Oral Presentation Clinical Oncology Society of Australia Annual Scientific Meeting 2021

Quality Improvement in the era of big data (#28)

Michael Hassett 1
  1. Dana Faber Cancer Institute, United States

The opportunity to use actual performance data to set QI priorities and improve care quality is only possible now, because we have entered the era of big data in healthcare. Unlike at any point in the past, the widespread use of administrative and EMR systems allows us to assess quality-of-care over time and across institutions. This exciting opportunity offers great potential to transform healthcare, but caution is warranted. The completeness of administrative and EMR-based datasets can be suboptimal, their accuracy can be suspect, and standardization can be lacking. Asking healthcare providers to enter more data into these systems to aid quality measurement adds burden to already busy workloads and could increase burnout. We must find ways to collect the data we need to measure and improve quality in an accurate and timely manner without creating excessive demands on those who use clinical information systems to deliver healthcare daily. Novel technologies, such as natural language processing and machine learning, can help gather data from the array of unstructured information already present in the EMR, but issues with missingness and non-standardization remain.

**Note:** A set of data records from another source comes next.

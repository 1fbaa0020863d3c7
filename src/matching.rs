//! Shared matcher contract and tie-breaking policy used by every preprocessor.

/// A pure predicate over one media candidate and one metadata candidate.
/// Preprocessors supply an ordered list, strongest-signal first.
pub trait Matcher<M, E> {
    fn name(&self) -> &'static str;
    fn matches(&self, media: &M, metadata: &E) -> bool;
}

/// One matcher's hit against one metadata candidate, retained for tie-breaking.
pub struct Candidate<'a, E> {
    pub matcher_index: usize,
    pub matcher_name: &'static str,
    pub metadata_index: usize,
    pub metadata: &'a E,
    pub is_exact: bool,
    pub duplicate_index_matches: bool,
}

/// Runs every matcher against every unclaimed metadata candidate for one
/// media item, collecting all hits across all strategies, then resolves
/// ties per the documented policy:
/// 1. an exact-equality match always wins;
/// 2. otherwise prefer a candidate whose embedded duplicate index matches the media's;
/// 3. otherwise take the first matcher's first candidate in enumeration order.
pub fn resolve_match<'a, M, E>(
    media: &M,
    candidates: &[(usize, &'a E)],
    matchers: &[Box<dyn Matcher<M, E> + 'a>],
    is_exact: impl Fn(&M, &E) -> bool,
    duplicate_index_matches: impl Fn(&M, &E) -> bool,
) -> Option<usize> {
    let mut hits: Vec<Candidate<'a, E>> = Vec::new();

    for (matcher_index, matcher) in matchers.iter().enumerate() {
        for &(metadata_index, metadata) in candidates {
            if matcher.matches(media, metadata) {
                hits.push(Candidate {
                    matcher_index,
                    matcher_name: matcher.name(),
                    metadata_index,
                    metadata,
                    is_exact: is_exact(media, metadata),
                    duplicate_index_matches: duplicate_index_matches(media, metadata),
                });
            }
        }
    }

    if hits.is_empty() {
        return None;
    }

    if let Some(exact) = hits.iter().find(|c| c.is_exact) {
        return Some(exact.metadata_index);
    }
    if let Some(dup) = hits.iter().find(|c| c.duplicate_index_matches) {
        return Some(dup.metadata_index);
    }

    hits.into_iter()
        .min_by_key(|c| (c.matcher_index, c.metadata_index))
        .map(|c| c.metadata_index)
}

/// Extracts a Google-Photos-style duplicate index `(N)` from a filename
/// stem, e.g. `IMG_0004(1)` -> `Some(1)`. Shared by several preprocessors'
/// duplicate-index predicates.
pub fn extract_duplicate_index(stem: &str) -> Option<u32> {
    let open = stem.rfind('(')?;
    let close = stem.rfind(')')?;
    if close != stem.len() - 1 || close <= open {
        return None;
    }
    stem[open + 1..close].parse().ok()
}

/// Strips a Google-Photos-style duplicate-index suffix from a stem, e.g.
/// `IMG_0004(1)` -> `IMG_0004`.
pub fn strip_duplicate_index(stem: &str) -> &str {
    match stem.rfind('(') {
        Some(open) if stem.ends_with(')') => &stem[..open],
        _ => stem,
    }
}

#[cfg(test)]
mod tests {
    use super::*;

    struct ExactNameMatcher;
    impl Matcher<String, String> for ExactNameMatcher {
        fn name(&self) -> &'static str {
            "exact"
        }
        fn matches(&self, media: &String, metadata: &String) -> bool {
            media == metadata
        }
    }

    struct PrefixMatcher;
    impl Matcher<String, String> for PrefixMatcher {
        fn name(&self) -> &'static str {
            "prefix"
        }
        fn matches(&self, media: &String, metadata: &String) -> bool {
            media.starts_with(metadata.as_str())
        }
    }

    #[test]
    fn exact_match_wins_over_prefix_hit() {
        let media = "IMG_0001.JPG".to_string();
        let candidates: Vec<(usize, &String)> = vec![];
        let meta_a = "IMG_000".to_string();
        let meta_b = "IMG_0001.JPG".to_string();
        let candidates = vec![(0usize, &meta_a), (1usize, &meta_b)];
        let matchers: Vec<Box<dyn Matcher<String, String>>> = vec![Box::new(PrefixMatcher), Box::new(ExactNameMatcher)];
        let resolved = resolve_match(&media, &candidates, &matchers, |m, e| m == e, |_, _| false);
        assert_eq!(resolved, Some(1));
        let _ = candidates;
    }

    #[test]
    fn first_matcher_first_candidate_wins_without_exact_or_dup() {
        let media = "IMG_0001.JPG".to_string();
        let meta_a = "IMG_0".to_string();
        let meta_b = "IMG_00".to_string();
        let candidates = vec![(0usize, &meta_a), (1usize, &meta_b)];
        let matchers: Vec<Box<dyn Matcher<String, String>>> = vec![Box::new(PrefixMatcher)];
        let resolved = resolve_match(&media, &candidates, &matchers, |_, _| false, |_, _| false);
        assert_eq!(resolved, Some(0));
    }

    #[test]
    fn no_match_returns_none() {
        let media = "IMG_0001.JPG".to_string();
        let meta_a = "totally_different".to_string();
        let candidates = vec![(0usize, &meta_a)];
        let matchers: Vec<Box<dyn Matcher<String, String>>> = vec![Box::new(ExactNameMatcher)];
        let resolved = resolve_match(&media, &candidates, &matchers, |m, e| m == e, |_, _| false);
        assert_eq!(resolved, None);
    }

    #[test]
    fn duplicate_index_extraction() {
        assert_eq!(extract_duplicate_index("IMG_0004(1)"), Some(1));
        assert_eq!(extract_duplicate_index("IMG_0004"), None);
        assert_eq!(strip_duplicate_index("IMG_0004(1)"), "IMG_0004");
        assert_eq!(strip_duplicate_index("IMG_0004"), "IMG_0004");
    }
}
//! Google Voice preprocessor: HTML call/SMS logs in `Voice/Calls/`, matched
//! against a flat media set by filename with several fallback strategies.

use std::fs;
use std::path::Path;

use chrono::{DateTime, Utc};
use kuchikiki::traits::*;
use log::{info, warn};
use serde::Serialize;
use serde_json::Value;

use crate::banned_paths::BannedPathFilter;
use crate::config::RunConfig;
use crate::error::AppResult;
use crate::failure_tracker::FailureTracker;
use crate::file_type::infer_file_type;
use crate::hasher::hash_file;
use crate::metadata_embed::{self, TagWrite};
use crate::models::{ConversationRecord, ConversationType, HashRegistry, MatchContext, MessageRecord};
use crate::registry::Processor;

pub struct GoogleVoiceProcessor;

impl Processor for GoogleVoiceProcessor {
    fn name(&self) -> &'static str {
        "Google Voice"
    }

    fn priority(&self) -> i32 {
        40
    }

    fn detect(&self, input_dir: &Path) -> bool {
        input_dir.join("Voice").join("Calls").is_dir()
    }

    fn process(&self, input_dir: &Path, output_dir: &Path, config: &RunConfig) -> AppResult<()> {
        run(input_dir, output_dir, config)
    }
}

struct ParsedLog {
    sender: String,
    timestamp: Option<DateTime<Utc>>,
    content: Option<String>,
    media_refs: Vec<String>,
}

fn parse_log(html: &str) -> ParsedLog {
    let document = kuchikiki::parse_html().one(html);

    let sender = document
        .select_first("cite.sender")
        .map(|n| n.text_contents().trim().to_string())
        .unwrap_or_else(|_| "Unknown".to_string());

    let timestamp = document.select_first("abbr.dt").ok().and_then(|n| {
        let title = n.attributes.borrow().get("title").map(|s| s.to_string());
        title.and_then(|t| DateTime::parse_from_rfc3339(&t).ok()).map(|dt| dt.with_timezone(&Utc))
    });

    let content = document.select_first("q").ok().map(|n| n.text_contents().trim().to_string());

    let mut media_refs = Vec::new();
    if let Ok(imgs) = document.select("img") {
        for img in imgs {
            if let Some(src) = img.attributes.borrow().get("src") {
                media_refs.push(src.to_string());
            }
        }
    }
    if let Ok(links) = document.select("a") {
        for link in links {
            if let Some(href) = link.attributes.borrow().get("href") {
                if href.contains('.') {
                    media_refs.push(href.to_string());
                }
            }
        }
    }

    ParsedLog { sender, timestamp, content, media_refs }
}

fn ext_of(name: &str) -> String {
    Path::new(name).extension().and_then(|e| e.to_str()).unwrap_or("").to_lowercase()
}

fn stem_of(name: &str) -> &str {
    Path::new(name).file_stem().and_then(|s| s.to_str()).unwrap_or(name)
}

/// Resolves a media reference extracted from HTML to an actual file in
/// `calls_dir`: exact, extension-appended (HTML `src` may omit the
/// extension), trailing-`-1` stripped, and stem-prefix match.
fn resolve_media_ref(media_ref: &str, files: &[String]) -> Option<String> {
    let basename = Path::new(media_ref).file_name().and_then(|n| n.to_str()).unwrap_or(media_ref);

    if files.iter().any(|f| f == basename) {
        return Some(basename.to_string());
    }
    if let Some(found) = files.iter().find(|f| stem_of(f) == basename) {
        return Some(found.clone());
    }
    if let Some(stripped) = basename.strip_suffix("-1") {
        if let Some(found) = files.iter().find(|f| stem_of(f) == stripped) {
            return Some(found.clone());
        }
    }
    files.iter().find(|f| f.starts_with(basename) || basename.starts_with(stem_of(f))).cloned()
}

#[derive(Debug, Serialize)]
struct GoogleVoiceManifest {
    export_path: String,
    conversations: Vec<ConversationRecord>,
}

fn run(input_dir: &Path, output_dir: &Path, config: &RunConfig) -> AppResult<()> {
    let calls_dir = input_dir.join("Voice").join("Calls");

    let media_out = output_dir.join("media");
    fs::create_dir_all(&media_out)?;

    let banned = BannedPathFilter::new();
    let tracker = FailureTracker::new("Google Voice", input_dir.to_string_lossy());
    let hash_registry = HashRegistry::new();

    let all_files: Vec<String> = fs::read_dir(&calls_dir)?
        .filter_map(|e| e.ok())
        .map(|e| e.file_name().to_string_lossy().to_string())
        .filter(|n| !banned.is_banned(Path::new(n)))
        .collect();

    let mut conversations = Vec::new();

    for html_name in all_files.iter().filter(|n| n.to_lowercase().ends_with(".html")) {
        let html_path = calls_dir.join(html_name);
        let Ok(html) = fs::read_to_string(&html_path) else {
            tracker.add_processing_failure(html_path.clone(), Value::Null, "unreadable html", "read failed".into(), serde_json::json!({}));
            continue;
        };

        let parsed = parse_log(&html);
        let conversation_id = stem_of(html_name).to_string();

        let mut media_files = Vec::new();
        for media_ref in &parsed.media_refs {
            let Some(resolved) = resolve_media_ref(media_ref, &all_files) else {
                tracker.add_orphaned_media(
                    calls_dir.join(media_ref),
                    "media reference in HTML not found among call files",
                    serde_json::json!({"conversation_id": conversation_id}),
                );
                continue;
            };
            let source_path = calls_dir.join(&resolved);
            let hash = match hash_file(&source_path) {
                Ok(h) => h,
                Err(e) => {
                    tracker.add_processing_failure(source_path.clone(), Value::Null, "hash failed", e.to_string(), serde_json::json!({}));
                    continue;
                }
            };
            let inferred = infer_file_type(&source_path, &resolved, config.allow_cross_category);
            let dest_filename = format!("{hash}.{}", inferred.extension);
            let context = MatchContext::Generic { location: conversation_id.clone() };
            let is_first = hash_registry.claim(&hash, &dest_filename, &source_path, context);
            let canonical_filename = if is_first {
                if let Err(e) = fs::copy(&source_path, media_out.join(&dest_filename)) {
                    tracker.add_processing_failure(source_path.clone(), Value::Null, "copy failed", e.to_string(), serde_json::json!({}));
                    continue;
                }
                dest_filename
            } else {
                hash_registry.get(&hash).map(|r| r.first_filename).unwrap_or(dest_filename)
            };
            media_files.push(canonical_filename);
        }

        let conversation_type = if html_name.to_lowercase().contains("group") { ConversationType::Group } else { ConversationType::Dm };
        let message = MessageRecord {
            sender: parsed.sender.clone(),
            created: parsed.timestamp.unwrap_or_default(),
            content: parsed.content,
            media_files,
            metadata: None,
        };

        conversations.push(ConversationRecord {
            id: conversation_id,
            conversation_type,
            title: parsed.sender,
            messages: vec![message],
        });
    }

    if let Err(e) = embed_tags(&conversations, &media_out) {
        warn!("Google Voice: tag embedding failed: {e}");
    }

    let manifest = GoogleVoiceManifest { export_path: input_dir.to_string_lossy().to_string(), conversations };
    fs::write(output_dir.join("metadata.json"), serde_json::to_string_pretty(&manifest)?)?;
    tracker.handle_failures(output_dir);

    info!("Google Voice: {} call/SMS log(s) processed", manifest.conversations.len());
    Ok(())
}

fn embed_tags(conversations: &[ConversationRecord], media_out: &Path) -> AppResult<()> {
    let mut writes = Vec::new();
    for conversation in conversations {
        for message in &conversation.messages {
            for filename in &message.media_files {
                writes.push(TagWrite {
                    source_file: media_out.join(filename),
                    tags: serde_json::json!({ "DateTimeOriginal": message.created.format("%Y:%m:%d %H:%M:%S").to_string() }),
                });
            }
        }
    }
    metadata_embed::write_tags_batch(&writes)?;
    Ok(())
}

Also, it is important to note that administrative and EMR systems support process-based quality measurement much better than they support outcomes-based quality measurement, because the outcomes that are important to cancer patients (e.g., quality-of-life, recurrence, survival) are often missing from or hard to find in these systems. We must do more to gather outcomes that are relevant to patients, especially through increased use of validated patient reported outcomes, so that we can improve what matters most to patients.